Output the records below again, precisely as they are written.
Input material Start Marker
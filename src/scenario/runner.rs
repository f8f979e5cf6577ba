//! Scenario runner for batch evaluations
//!
//! Holds the shared baseline once, then evaluates many independent scenario
//! snapshots. Every evaluation works on its own copy, so they run in parallel.

use rayon::prelude::*;
use serde::Serialize;
use std::sync::Arc;

use super::{FieldValue, ScenarioSession, ScenarioState};
use crate::baseline::BaselineConstants;
use crate::error::ValidationResult;
use crate::model::{compute_metrics, operating_profit_at, DerivedMetrics, SensitivitySeries};

/// Operating profit for one efficiency level across the sales axis
#[derive(Debug, Clone, PartialEq, Serialize)]
pub struct GridRow {
    pub efficiency: f64,
    pub operating_profit: Vec<f64>,
}

/// Two-way table: efficiency levels (rows) by external sales (columns)
#[derive(Debug, Clone, PartialEq, Serialize)]
pub struct SensitivityGrid {
    pub external_sales: Vec<f64>,
    pub rows: Vec<GridRow>,
}

/// Pre-loaded runner for evaluating many scenarios against one baseline
///
/// # Example
/// ```ignore
/// let runner = ScenarioRunner::new();
///
/// let edit_sets = vec![
///     vec![FieldValue::Efficiency(0.45)],
///     vec![FieldValue::Efficiency(0.60), FieldValue::Repairs(700.0)],
/// ];
/// let results = runner.run_scenarios(&edit_sets);
/// ```
#[derive(Debug, Clone)]
pub struct ScenarioRunner {
    baseline: Arc<BaselineConstants>,
}

impl ScenarioRunner {
    /// Create runner with the built-in FY2025 baseline
    pub fn new() -> Self {
        Self::with_baseline(Arc::new(BaselineConstants::fy2025()))
    }

    /// Create runner with a pre-loaded baseline
    pub fn with_baseline(baseline: Arc<BaselineConstants>) -> Self {
        Self { baseline }
    }

    pub fn baseline(&self) -> &BaselineConstants {
        &self.baseline
    }

    /// Fresh session seeded from the shared baseline
    pub fn session(&self) -> ScenarioSession {
        ScenarioSession::new(Arc::clone(&self.baseline))
    }

    /// Apply edits to a fresh baseline scenario and compute its metrics
    pub fn run(&self, edits: &[FieldValue]) -> ValidationResult<DerivedMetrics> {
        let mut session = self.session();
        session.apply(edits, false)?;
        Ok(session.metrics())
    }

    /// Compute metrics for many snapshots in parallel
    pub fn run_batch(&self, scenarios: &[ScenarioState]) -> Vec<DerivedMetrics> {
        scenarios.par_iter().map(compute_metrics).collect()
    }

    /// Run several edit sets, each from its own fresh baseline scenario
    pub fn run_scenarios(&self, edit_sets: &[Vec<FieldValue>]) -> Vec<ValidationResult<DerivedMetrics>> {
        edit_sets.par_iter().map(|edits| self.run(edits)).collect()
    }

    /// Operating profit for each efficiency level over the scenario's
    /// sensitivity sales points. Every efficiency must be valid.
    pub fn efficiency_grid(
        &self,
        scenario: &ScenarioState,
        efficiencies: &[f64],
    ) -> ValidationResult<SensitivityGrid> {
        let external_sales: Vec<f64> = SensitivitySeries::new(scenario)
            .iter()
            .map(|p| p.external_sales)
            .collect();

        let variants = efficiencies
            .iter()
            .map(|&efficiency| {
                let mut variant = *scenario;
                variant.set(FieldValue::Efficiency(efficiency))?;
                Ok(variant)
            })
            .collect::<ValidationResult<Vec<_>>>()?;

        let rows = variants
            .par_iter()
            .map(|variant| GridRow {
                efficiency: variant.efficiency,
                operating_profit: external_sales
                    .iter()
                    .map(|&sales| operating_profit_at(variant, sales))
                    .collect(),
            })
            .collect();

        log::debug!(
            "Built {}x{} efficiency grid",
            efficiencies.len(),
            external_sales.len()
        );

        Ok(SensitivityGrid { external_sales, rows })
    }
}

impl Default for ScenarioRunner {
    fn default() -> Self {
        Self::new()
    }
}

#[cfg(test)]
mod tests {
    use super::*;
    use crate::error::ValidationError;

    #[test]
    fn test_run_applies_edits_to_fresh_baseline() {
        let runner = ScenarioRunner::new();
        let base = runner.run(&[]).unwrap();
        let higher = runner.run(&[FieldValue::Efficiency(0.6)]).unwrap();

        // Higher efficiency should result in higher operating profit
        assert!(higher.operating_profit > base.operating_profit);
        // And the first run was not affected by the second
        assert_eq!(runner.run(&[]).unwrap(), base);
    }

    #[test]
    fn test_batch_matches_sequential() {
        let runner = ScenarioRunner::new();
        let scenarios: Vec<ScenarioState> = [0.0, 250.0, 721.5, 1000.0, 2500.0]
            .iter()
            .map(|&sales| ScenarioState {
                external_sales_m: sales,
                ..ScenarioState::default()
            })
            .collect();

        let parallel = runner.run_batch(&scenarios);
        let sequential: Vec<_> = scenarios.iter().map(compute_metrics).collect();
        assert_eq!(parallel, sequential);
    }

    #[test]
    fn test_run_scenarios_reports_each_result() {
        let runner = ScenarioRunner::new();
        let edit_sets = vec![
            vec![FieldValue::Repairs(700.0)],
            vec![FieldValue::ExtCostPct(1.2)],
            vec![FieldValue::FxAdjustment(-150.0)],
        ];

        let results = runner.run_scenarios(&edit_sets);
        assert_eq!(results.len(), 3);
        assert!(results[0].is_ok());
        assert!(matches!(results[1], Err(ValidationError::OutOfRange { .. })));
        assert!(results[2].is_ok());
    }

    #[test]
    fn test_efficiency_grid() {
        let runner = ScenarioRunner::new();
        let scenario = ScenarioState::default();
        let grid = runner
            .efficiency_grid(&scenario, &[0.4, 0.51, 0.7])
            .unwrap();

        assert_eq!(grid.rows.len(), 3);
        assert_eq!(grid.external_sales.len(), SensitivitySeries::new(&scenario).len());
        for row in &grid.rows {
            assert_eq!(row.operating_profit.len(), grid.external_sales.len());
        }

        // The row at the scenario's own efficiency matches the sensitivity series
        let series: Vec<f64> = SensitivitySeries::new(&scenario)
            .iter()
            .map(|p| p.operating_profit)
            .collect();
        for (a, b) in grid.rows[1].operating_profit.iter().zip(&series) {
            assert!((a - b).abs() < 1e-9);
        }

        // Higher efficiency dominates at every sales point
        for i in 0..grid.external_sales.len() {
            assert!(grid.rows[2].operating_profit[i] > grid.rows[0].operating_profit[i]);
        }
    }

    #[test]
    fn test_efficiency_grid_rejects_invalid_level() {
        let runner = ScenarioRunner::new();
        let result = runner.efficiency_grid(&ScenarioState::default(), &[0.5, 0.9]);
        assert!(result.is_err());
    }
}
Input material End Marker
- **Task output**
filename src/scenario/runner.rs
repository f8f979e5cf6577ba
//! Scenario runner for batch evaluations
//!
//! Holds the shared baseline once, then evaluates many independent scenario
//! snapshots. Every evaluation works on its own copy, so they run in parallel.

use rayon::prelude::*;
use serde::Serialize;
use std::sync::Arc;

use super::{FieldValue, ScenarioSession, ScenarioState};
use crate::baseline::BaselineConstants;
use crate::error::ValidationResult;
use crate::model::{compute_metrics, operating_profit_at, DerivedMetrics, SensitivitySeries};

/// Operating profit for one efficiency level across the sales axis
#[derive(Debug, Clone, PartialEq, Serialize)]
pub struct GridRow {
    pub efficiency: f64,
    pub operating_profit: Vec<f64>,
}

/// Two-way table: efficiency levels (rows) by external sales (columns)
#[derive(Debug, Clone, PartialEq, Serialize)]
pub struct SensitivityGrid {
    pub external_sales: Vec<f64>,
    pub rows: Vec<GridRow>,
}

/// Pre-loaded runner for evaluating many scenarios against one baseline
///
/// # Example
/// ```ignore
/// let runner = ScenarioRunner::new();
///
/// let edit_sets = vec![
///     vec![FieldValue::Efficiency(0.45)],
///     vec![FieldValue::Efficiency(0.60), FieldValue::Repairs(700.0)],
/// ];
/// let results = runner.run_scenarios(&edit_sets);
/// ```
#[derive(Debug, Clone)]
pub struct ScenarioRunner {
    baseline: Arc<BaselineConstants>,
}

impl ScenarioRunner {
    /// Create runner with the built-in FY2025 baseline
    pub fn new() -> Self {
        Self::with_baseline(Arc::new(BaselineConstants::fy2025()))
    }

    /// Create runner with a pre-loaded baseline
    pub fn with_baseline(baseline: Arc<BaselineConstants>) -> Self {
        Self { baseline }
    }

    pub fn baseline(&self) -> &BaselineConstants {
        &self.baseline
    }

    /// Fresh session seeded from the shared baseline
    pub fn session(&self) -> ScenarioSession {
        ScenarioSession::new(Arc::clone(&self.baseline))
    }

    /// Apply edits to a fresh baseline scenario and compute its metrics
    pub fn run(&self, edits: &[FieldValue]) -> ValidationResult<DerivedMetrics> {
        let mut session = self.session();
        session.apply(edits, false)?;
        Ok(session.metrics())
    }

    /// Compute metrics for many snapshots in parallel
    pub fn run_batch(&self, scenarios: &[ScenarioState]) -> Vec<DerivedMetrics> {
        scenarios.par_iter().map(compute_metrics).collect()
    }

    /// Run several edit sets, each from its own fresh baseline scenario
    pub fn run_scenarios(&self, edit_sets: &[Vec<FieldValue>]) -> Vec<ValidationResult<DerivedMetrics>> {
        edit_sets.par_iter().map(|edits| self.run(edits)).collect()
    }

    /// Operating profit for each efficiency level over the scenario's
    /// sensitivity sales points. Every efficiency must be valid.
    pub fn efficiency_grid(
        &self,
        scenario: &ScenarioState,
        efficiencies: &[f64],
    ) -> ValidationResult<SensitivityGrid> {
        let external_sales: Vec<f64> = SensitivitySeries::new(scenario)
            .iter()
            .map(|p| p.external_sales)
            .collect();

        let variants = efficiencies
            .iter()
            .map(|&efficiency| {
                let mut variant = *scenario;
                variant.set(FieldValue::Efficiency(efficiency))?;
                Ok(variant)
            })
            .collect::<ValidationResult<Vec<_>>>()?;

        let rows = variants
            .par_iter()
            .map(|variant| GridRow {
                efficiency: variant.efficiency,
                operating_profit: external_sales
                    .iter()
                    .map(|&sales| operating_profit_at(variant, sales))
                    .collect(),
            })
            .collect();

        log::debug!(
            "Built {}x{} efficiency grid",
            efficiencies.len(),
            external_sales.len()
        );

        Ok(SensitivityGrid { external_sales, rows })
    }
}

impl Default for ScenarioRunner {
    fn default() -> Self {
        Self::new()
    }
}

#[cfg(test)]
mod tests {
    use super::*;
    use crate::error::ValidationError;

    #[test]
    fn test_run_applies_edits_to_fresh_baseline() {
        let runner = ScenarioRunner::new();
        let base = runner.run(&[]).unwrap();
        let higher = runner.run(&[FieldValue::Efficiency(0.6)]).unwrap();

        // Higher efficiency should result in higher operating profit
        assert!(higher.operating_profit > base.operating_profit);
        // And the first run was not affected by the second
        assert_eq!(runner.run(&[]).unwrap(), base);
    }

    #[test]
    fn test_batch_matches_sequential() {
        let runner = ScenarioRunner::new();
        let scenarios: Vec<ScenarioState> = [0.0, 250.0, 721.5, 1000.0, 2500.0]
            .iter()
            .map(|&sales| ScenarioState {
                external_sales_m: sales,
                ..ScenarioState::default()
            })
            .collect();

        let parallel = runner.run_batch(&scenarios);
        let sequential: Vec<_> = scenarios.iter().map(compute_metrics).collect();
        assert_eq!(parallel, sequential);
    }

    #[test]
    fn test_run_scenarios_reports_each_result() {
        let runner = ScenarioRunner::new();
        let edit_sets = vec![
            vec![FieldValue::Repairs(700.0)],
            vec![FieldValue::ExtCostPct(1.2)],
            vec![FieldValue::FxAdjustment(-150.0)],
        ];

        let results = runner.run_scenarios(&edit_sets);
        assert_eq!(results.len(), 3);
        assert!(results[0].is_ok());
        assert!(matches!(results[1], Err(ValidationError::OutOfRange { .. })));
        assert!(results[2].is_ok());
    }

    #[test]
    fn test_efficiency_grid() {
        let runner = ScenarioRunner::new();
        let scenario = ScenarioState::default();
        let grid = runner
            .efficiency_grid(&scenario, &[0.4, 0.51, 0.7])
            .unwrap();

        assert_eq!(grid.rows.len(), 3);
        assert_eq!(grid.external_sales.len(), SensitivitySeries::new(&scenario).len());
        for row in &grid.rows {
            assert_eq!(row.operating_profit.len(), grid.external_sales.len());
        }

        // The row at the scenario's own efficiency matches the sensitivity series
        let series: Vec<f64> = SensitivitySeries::new(&scenario)
            .iter()
            .map(|p| p.operating_profit)
            .collect();
        for (a, b) in grid.rows[1].operating_profit.iter().zip(&series) {
            assert!((a - b).abs() < 1e-9);
        }

        // Higher efficiency dominates at every sales point
        for i in 0..grid.external_sales.len() {
            assert!(grid.rows[2].operating_profit[i] > grid.rows[0].operating_profit[i]);
        }
    }

    #[test]
    fn test_efficiency_grid_rejects_invalid_level() {
        let runner = ScenarioRunner::new();
        let result = runner.efficiency_grid(&ScenarioState::default(), &[0.5, 0.9]);
        assert!(result.is_err());
    }
}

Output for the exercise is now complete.